Re: converting URLs in .html files

dcmartin@library.ucsf.edu (David C. Martin)
Message-id: <199308311631.AA20114@library.ucsf.edu>
From: dcmartin@library.ucsf.edu (David C. Martin)
Organization: UCSF Center for Knowledge Management
Email: dcmartin@ckm.ucsf.edu
Phone: 415/476-6111
Fax: 415/476-4653
To: kevin@scic.intel.com (Kevin Altis)
Cc: www-talk@nxoc01.cern.ch
In-reply-to: Your message of Mon, 30 Aug 1993 17:24:56 -0800
	<9308310027.AA24018@rs042.scic.intel.com> 
Subject: Re: converting URLs in .html files 
Date: Tue, 31 Aug 1993 09:30:39 PDT
Sender: dcmartin@library.ucsf.edu
Status: RO
You mean like an automatic "tar" of a hierarchy, with controls for
depth, network hops, etc?

dcm
--------
Kevin Altis writes:

Has anyone dealt with automatically converting the URLs within HTML files
so that you could take a set of files like the Library of Congress Vatican
Exhibit and use them off a local HTTP server rather than across the
Internet?

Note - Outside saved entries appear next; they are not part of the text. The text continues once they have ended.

// Player data ingest: prediction CSVs, gameweek history and the SQLite store.

pub mod db;
pub mod history;
pub mod import;
pub mod predictions;

use std::collections::BTreeMap;

use fpl_core::player::PlayerId;
use fpl_core::pool::RawPlayerRow;
use serde::{Deserialize, Serialize};

pub use predictions::ProjectionError;

/// Where per-player scores come from.
#[derive(Debug, Clone, Copy, Default, PartialEq, Eq, Serialize, Deserialize)]
#[serde(rename_all = "lowercase")]
pub enum ScoreSource {
    /// Model output CSV with a `predicted_points` column.
    #[default]
    Predictions,
    /// Per-gameweek history CSV, recency weighted.
    History,
    /// Players and history tables in the SQLite database, recency weighted.
    Database,
}

impl ScoreSource {
    pub fn as_str(&self) -> &'static str {
        match self {
            ScoreSource::Predictions => "predictions",
            ScoreSource::History => "history",
            ScoreSource::Database => "database",
        }
    }
}

/// Display fields kept alongside the optimizer rows for reporting.
#[derive(Debug, Clone, Default, PartialEq, Serialize, Deserialize)]
pub struct PlayerDetails {
    pub id: PlayerId,
    pub first_name: Option<String>,
    pub second_name: Option<String>,
    pub web_name: String,
    pub club: String,
}

impl PlayerDetails {
    /// "First Second" when both parts are known, otherwise the web name.
    pub fn full_name(&self) -> String {
        match (&self.first_name, &self.second_name) {
            (Some(first), Some(second)) if !first.is_empty() && !second.is_empty() => {
                format!("{first} {second}")
            }
            _ => self.web_name.clone(),
        }
    }
}

/// Rows ready for the candidate pool builder, plus their display details.
#[derive(Debug, Clone, Default)]
pub struct LoadedPlayers {
    pub rows: Vec<RawPlayerRow>,
    pub details: BTreeMap<PlayerId, PlayerDetails>,
}

impl LoadedPlayers {
    pub fn len(&self) -> usize {
        self.rows.len()
    }

    pub fn is_empty(&self) -> bool {
        self.rows.is_empty()
    }

    fn push(&mut self, row: RawPlayerRow, details: PlayerDetails) {
        self.details.insert(details.id, details);
        self.rows.push(row);
    }
}
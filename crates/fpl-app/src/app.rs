// Orchestration: load scores, run the optimizer under a time bound, persist
// and explain the result.

use std::collections::{BTreeMap, BTreeSet};
use std::future::Future;
use std::path::Path;
use std::time::Duration;

use anyhow::{anyhow, bail, Context, Result};
use fpl_core::error::OptimizeError;
use fpl_core::lineup::FormationRule;
use fpl_core::optimizer::{optimize, OptimizeRequest, Optimization};
use fpl_core::player::PlayerId;
use fpl_core::squad::TransferState;
use fpl_data::db::{Database, SquadRun};
use fpl_data::history::{form_from_history, load_history};
use fpl_data::import::{import_files, ImportSummary};
use fpl_data::predictions::load_predictions;
use fpl_data::{LoadedPlayers, PlayerDetails, ScoreSource};
use fpl_llm::{
    build_explanation_prompt, system_prompt, ExplanationContext, LlmEvent, TextGenerator,
    TransferSummary,
};
use tokio::sync::mpsc;
use tracing::{error, info, warn};

use crate::cli::{ImportArgs, OptimizeArgs};
use crate::config::Config;

/// A finished optimize run, ready for reporting and explanation.
#[derive(Debug, Clone)]
pub struct OptimizeOutcome {
    pub result: Optimization,
    pub details: BTreeMap<PlayerId, PlayerDetails>,
    pub source: ScoreSource,
    pub formation: FormationRule,
    pub budget_tenths: u32,
    pub locked_names: Vec<String>,
    pub transfers: Option<TransferSummary>,
    pub run_id: Option<i64>,
}

// ---------------------------------------------------------------------------
// Data loading
// ---------------------------------------------------------------------------

/// Load optimizer rows from the configured (or overridden) source.
pub fn load_players(config: &Config, source: ScoreSource, db: Option<&Database>) -> Result<LoadedPlayers> {
    let loaded = match source {
        ScoreSource::Predictions => {
            let path = Path::new(&config.data.predictions_csv);
            load_predictions(path)
                .with_context(|| format!("failed to load predictions from {}", path.display()))?
        }
        ScoreSource::History => {
            let path = Path::new(&config.data.history_csv);
            let records = load_history(path)
                .with_context(|| format!("failed to load history from {}", path.display()))?;
            form_from_history(&records, config.data.history_window)
        }
        ScoreSource::Database => {
            let db = db.ok_or_else(|| anyhow!("database source requires an open database"))?;
            db.load_form(config.data.history_window)
                .context("failed to load form from database")?
        }
    };
    info!("Loaded {} player rows from {}", loaded.len(), source.as_str());
    Ok(loaded)
}

// ---------------------------------------------------------------------------
// Bounded solve
// ---------------------------------------------------------------------------

/// Run a CPU-bound optimizer call on the blocking pool, giving up after
/// `limit`. Timeouts and panics surface as `SolverInconclusive`.
pub async fn run_bounded<F, T>(limit: Duration, work: F) -> Result<T, OptimizeError>
where
    F: FnOnce() -> Result<T, OptimizeError> + Send + 'static,
    T: Send + 'static,
{
    let handle = tokio::task::spawn_blocking(work);
    match tokio::time::timeout(limit, handle).await {
        Ok(Ok(outcome)) => outcome,
        Ok(Err(join_err)) => Err(OptimizeError::SolverInconclusive(format!(
            "solver task failed: {join_err}"
        ))),
        Err(_) => Err(OptimizeError::SolverInconclusive(format!(
            "no solution within {}s",
            limit.as_secs_f64()
        ))),
    }
}

/// Drive `fut` on a fresh multi-threaded runtime, then shut the runtime down
/// without waiting on blocking tasks. A solve abandoned by `run_bounded`
/// keeps its thread busy; dropping the runtime normally would block until it
/// finishes.
pub fn block_on_detached<F: Future>(fut: F) -> std::io::Result<F::Output> {
    let runtime = tokio::runtime::Builder::new_multi_thread()
        .enable_all()
        .build()?;
    let output = runtime.block_on(fut);
    runtime.shutdown_background();
    Ok(output)
}

// ---------------------------------------------------------------------------
// Transfers
// ---------------------------------------------------------------------------

fn resolve_transfer(args: &OptimizeArgs, db: Option<&Database>) -> Result<Option<TransferState>> {
    let prior = if args.prior_from_last_run {
        let db = db.ok_or_else(|| anyhow!("--prior-from-last-run requires the database"))?;
        let run = db
            .last_run()
            .context("failed to read saved runs")?
            .ok_or_else(|| anyhow!("no saved run to use as the current squad"))?;
        info!("Using saved run {:?} from {} as the current squad", run.id, run.created_at);
        Some(run.squad_ids)
    } else if args.prior_squad.is_empty() {
        None
    } else {
        Some(args.prior_squad.clone())
    };

    match (prior, args.transfers) {
        (Some(prior_squad), Some(transfer_count)) => Ok(Some(TransferState {
            prior_squad,
            transfer_count,
        })),
        (None, None) => Ok(None),
        (Some(_), None) => bail!("a current squad was given without --transfers"),
        (None, Some(_)) => {
            bail!("--transfers requires --prior-squad or --prior-from-last-run")
        }
    }
}

fn display_name(details: &BTreeMap<PlayerId, PlayerDetails>, id: PlayerId) -> String {
    details
        .get(&id)
        .map(|d| d.full_name())
        .unwrap_or_else(|| format!("#{id}"))
}

/// Names moved out of and into the squad, in id order.
pub fn summarize_transfers(
    result: &Optimization,
    prior: &[PlayerId],
    details: &BTreeMap<PlayerId, PlayerDetails>,
) -> TransferSummary {
    let prior: BTreeSet<PlayerId> = prior.iter().copied().collect();
    let current: BTreeSet<PlayerId> = result.squad_ids().into_iter().collect();
    TransferSummary {
        transfers_out: prior
            .difference(&current)
            .map(|id| display_name(details, *id))
            .collect(),
        transfers_in: current
            .difference(&prior)
            .map(|id| display_name(details, *id))
            .collect(),
    }
}

// ---------------------------------------------------------------------------
// Commands
// ---------------------------------------------------------------------------

fn needs_database(args: &OptimizeArgs, source: ScoreSource) -> bool {
    source == ScoreSource::Database || args.save || args.prior_from_last_run
}

/// Load data, solve and optionally save. Errors from the optimizer are
/// returned as `OptimizeError` inside the `anyhow` chain so callers can
/// downcast them.
pub async fn run_optimize(config: &Config, args: &OptimizeArgs) -> Result<OptimizeOutcome> {
    let source = args.source.unwrap_or(config.data.source);
    let formation = args.formation.unwrap_or(config.formation);
    let mut rules = config.squad;
    if let Some(budget) = args.budget {
        rules.budget_tenths = budget;
    }

    let db = if needs_database(args, source) {
        Some(Database::open(&config.db_path).context("failed to open database")?)
    } else {
        None
    };

    let loaded = load_players(config, source, db.as_ref())?;
    let transfer = resolve_transfer(args, db.as_ref())?;
    let prior = transfer.as_ref().map(|t| t.prior_squad.clone());

    let request = OptimizeRequest {
        locked_names: args.locks.clone(),
        transfer,
        rules,
        formation,
    };
    info!(
        "Optimizing: source={}, formation={}, budget={}, locks={}, transfers={:?}",
        source.as_str(),
        formation,
        rules.budget_tenths,
        request.locked_names.len(),
        request.transfer.as_ref().map(|t| t.transfer_count)
    );

    let LoadedPlayers { rows, details } = loaded;
    let limit = Duration::from_secs(config.solver.timeout_secs);
    let solved = run_bounded(limit, move || optimize(rows, &request)).await;
    let result = match solved {
        Ok(result) => result,
        Err(e @ OptimizeError::SolverInconclusive(_)) => {
            error!("Solver inconclusive: {}", e);
            return Err(e.into());
        }
        Err(e) if e.is_no_solution() => {
            warn!("No legal squad: {}", e);
            return Err(e.into());
        }
        Err(e) => {
            warn!("Rejected input: {}", e);
            return Err(e.into());
        }
    };

    let report = &result.pool_report;
    if report.rows_excluded() > 0 {
        warn!(
            "{} of {} rows excluded ({} unresolved positions)",
            report.rows_excluded(),
            report.rows_seen,
            report.unresolved_position
        );
    }

    let transfers = prior.map(|p| summarize_transfers(&result, &p, &details));

    let run_id = match (&db, args.save) {
        (Some(db), true) => {
            let run = SquadRun::from_optimization(&result, source.as_str(), formation.as_str());
            let id = db.save_run(&run).context("failed to save squad run")?;
            info!("Saved squad run {}", id);
            Some(id)
        }
        _ => None,
    };

    Ok(OptimizeOutcome {
        result,
        details,
        source,
        formation,
        budget_tenths: rules.budget_tenths,
        locked_names: args.locks.clone(),
        transfers,
        run_id,
    })
}

pub fn run_import(config: &Config, args: &ImportArgs) -> Result<ImportSummary> {
    let db = Database::open(&config.db_path).context("failed to open database")?;
    import_files(
        &db,
        &args.players,
        args.teams.as_deref(),
        args.history.as_deref(),
    )
}

// ---------------------------------------------------------------------------
// Explanation
// ---------------------------------------------------------------------------

async fn drain_events(
    mut rx: mpsc::Receiver<LlmEvent>,
    mut on_token: impl FnMut(&str),
) -> Result<String> {
    let mut text = String::new();
    while let Some(event) = rx.recv().await {
        match event {
            LlmEvent::Token { text: t } => {
                on_token(&t);
                text.push_str(&t);
            }
            LlmEvent::Complete {
                full_text,
                input_tokens,
                output_tokens,
            } => {
                info!(
                    "Explanation complete ({} input / {} output tokens)",
                    input_tokens, output_tokens
                );
                return Ok(full_text);
            }
            LlmEvent::Error { message } => bail!("explanation failed: {message}"),
        }
    }
    if text.is_empty() {
        bail!("explanation stream closed without output");
    }
    Ok(text)
}

/// Stream an explanation of `outcome`, passing each token to `on_token`.
/// Returns `Ok(None)` without calling the generator when it is disabled.
pub async fn explain<G>(
    generator: &G,
    outcome: &OptimizeOutcome,
    on_token: impl FnMut(&str),
) -> Result<Option<String>>
where
    G: TextGenerator + ?Sized,
{
    if !generator.is_enabled() {
        info!("LLM disabled (no API key); skipping explanation");
        return Ok(None);
    }

    let ctx = ExplanationContext {
        result: &outcome.result,
        budget_tenths: outcome.budget_tenths,
        formation: outcome.formation,
        score_source: outcome.source.as_str(),
        locked_names: &outcome.locked_names,
        transfers: outcome.transfers.as_ref(),
    };
    let prompt = build_explanation_prompt(&ctx);
    let system = system_prompt();

    let (tx, rx) = mpsc::channel(256);
    let (sent, received) = tokio::join!(
        generator.stream(&system, &prompt, tx),
        drain_events(rx, on_token)
    );
    sent?;
    received.map(Some)
}

// ---------------------------------------------------------------------------
// Tests
// ---------------------------------------------------------------------------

This would be especially useful for doing WWW demos which are
time constrained and thus best run on a local Ethernet. This would also be
the simplest way to change the locations of sets of HTML, GIF images,
PostScript, etc. when the "exhibit" is moved to another server or directory
location, even if it is in the same domain as the original. URLs could also
be changed to use "file" instead of "http" in most cases so that a file set
could be tested on a local disk (say a PC or Mac) without the need for a
server or TCP/IP connection. For HTML created for CD-ROM or some other
static medium, conversion from "file" to "http" or whatever would be
necessary if the files are made net accessible.

I suspect it would still be necessary to recreate the folder hierarchy of
the source server to someextent, but that would be part of the conversion
process. Maybe a utility (perl script anyone?) could be written to match a
set of files, change URLs appropriately, then tar all the files. Or given a
tar archive, change all the URLs after the files were extracted.


Kevin Altis
Intel Corporation
Supercomputer Systems Division
Internet: kevin@scic.intel.com